Records from a dataset:
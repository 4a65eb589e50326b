//! Hash oracle for mining
//!
//! Encodes block headers into a fixed little-endian layout, digests them with
//! Blake2s-256 truncated to 32 bits, and checks the leading-zero-bit
//! proof-of-work rule. All functions here are pure; the rest of the system
//! treats the digest as opaque.

use crate::types::BlockHeader;
use blake2::{Blake2s256, Digest};
use byteorder::{LittleEndian, WriteBytesExt};

/// Encoded header size: height u64, timestamp u64, prev_hash u32, nonce u64,
/// proposer_id i32
pub const HEADER_SIZE: usize = 32;

/// Encode a header into its fixed hashable layout (little-endian)
pub fn encode_header(header: &BlockHeader) -> Vec<u8> {
    let mut bytes = Vec::with_capacity(HEADER_SIZE);
    bytes.write_u64::<LittleEndian>(header.height).unwrap();
    bytes.write_u64::<LittleEndian>(header.timestamp).unwrap();
    bytes.write_u32::<LittleEndian>(header.prev_hash).unwrap();
    bytes
        .write_u64::<LittleEndian>(header.nonce.value())
        .unwrap();
    bytes.write_i32::<LittleEndian>(header.proposer_id).unwrap();
    bytes
}

/// Digest a header to its 32-bit block hash
///
/// Blake2s-256 over the encoded header, truncated to the first four bytes
/// (little-endian). Deterministic and total.
pub fn header_digest(header: &BlockHeader) -> u32 {
    let mut hasher = Blake2s256::new();
    hasher.update(encode_header(header));
    let digest = hasher.finalize();
    u32::from_le_bytes([digest[0], digest[1], digest[2], digest[3]])
}

/// Check whether a digest meets the difficulty target
///
/// True iff the digest has at least `difficulty` leading zero bits.
/// A difficulty of 0 always passes; anything above 32 can never pass, which
/// is a valid (if degenerate) configuration rather than an error.
pub fn meets_difficulty(digest: u32, difficulty: u32) -> bool {
    digest.leading_zeros() >= difficulty
}

#[cfg(test)]
mod tests {
    use super::*;
    use crate::types::Nonce;
    use proptest::prelude::*;

    fn sample_header() -> BlockHeader {
        BlockHeader {
            height: 1,
            timestamp: 1_700_000_000,
            prev_hash: 0x1234_5678,
            nonce: Nonce::new(20),
            proposer_id: 2,
        }
    }

    #[test]
    fn test_encode_header_layout() {
        let encoded = encode_header(&sample_header());
        assert_eq!(encoded.len(), HEADER_SIZE);
        // height occupies the first 8 bytes, little-endian
        assert_eq!(&encoded[..8], &1u64.to_le_bytes());
        // prev_hash sits after height and timestamp
        assert_eq!(&encoded[16..20], &0x1234_5678u32.to_le_bytes());
    }

    #[test]
    fn test_digest_is_deterministic() {
        let header = sample_header();
        assert_eq!(header_digest(&header), header_digest(&header));
    }

    #[test]
    fn test_digest_depends_on_nonce() {
        let header = sample_header();
        let mut other = header;
        other.nonce.increment();
        assert_ne!(header_digest(&header), header_digest(&other));
    }

    #[test]
    fn test_meets_difficulty_edges() {
        // Zero difficulty accepts everything
        assert!(meets_difficulty(u32::MAX, 0));
        assert!(meets_difficulty(0, 0));

        // Only an all-zero digest has 32 leading zeros
        assert!(meets_difficulty(0, 32));
        assert!(!meets_difficulty(1, 32));

        // Above 32 nothing can pass, not even zero
        assert!(!meets_difficulty(0, 33));
    }

    #[test]
    fn test_meets_difficulty_counts_bits() {
        // 0x0fff_ffff has exactly 4 leading zero bits
        assert!(meets_difficulty(0x0fff_ffff, 4));
        assert!(!meets_difficulty(0x0fff_ffff, 5));
    }

    proptest! {
        #[test]
        fn prop_difficulty_is_monotone(digest: u32, difficulty in 1u32..=33) {
            // Passing at a difficulty implies passing at every easier one
            if meets_difficulty(digest, difficulty) {
                prop_assert!(meets_difficulty(digest, difficulty - 1));
            }
        }

        #[test]
        fn prop_zero_difficulty_always_passes(digest: u32) {
            prop_assert!(meets_difficulty(digest, 0));
        }

        #[test]
        fn prop_encoding_is_fixed_size(
            height: u64,
            timestamp: u64,
            prev_hash: u32,
            nonce: u64,
            proposer_id: i32,
        ) {
            let header = BlockHeader {
                height,
                timestamp,
                prev_hash,
                nonce: Nonce::new(nonce),
                proposer_id,
            };
            prop_assert_eq!(encode_header(&header).len(), HEADER_SIZE);
        }
    }
}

**REQUIREMENT:** Retype exactly the lines from the one containing "4 leading zero bits" through the end of the data. Add nothing.

**WRITTEN RESPONSE:**
        // 0x0fff_ffff has exactly 4 leading zero bits
        assert!(meets_difficulty(0x0fff_ffff, 4));
        assert!(!meets_difficulty(0x0fff_ffff, 5));
    }

    proptest! {
        #[test]
        fn prop_difficulty_is_monotone(digest: u32, difficulty in 1u32..=33) {
            // Passing at a difficulty implies passing at every easier one
            if meets_difficulty(digest, difficulty) {
                prop_assert!(meets_difficulty(digest, difficulty - 1));
            }
        }

        #[test]
        fn prop_zero_difficulty_always_passes(digest: u32) {
            prop_assert!(meets_difficulty(digest, 0));
        }

        #[test]
        fn prop_encoding_is_fixed_size(
            height: u64,
            timestamp: u64,
            prev_hash: u32,
            nonce: u64,
            proposer_id: i32,
        ) {
            let header = BlockHeader {
                height,
                timestamp,
                prev_hash,
                nonce: Nonce::new(nonce),
                proposer_id,
            };
            prop_assert_eq!(encode_header(&header).len(), HEADER_SIZE);
        }
    }
}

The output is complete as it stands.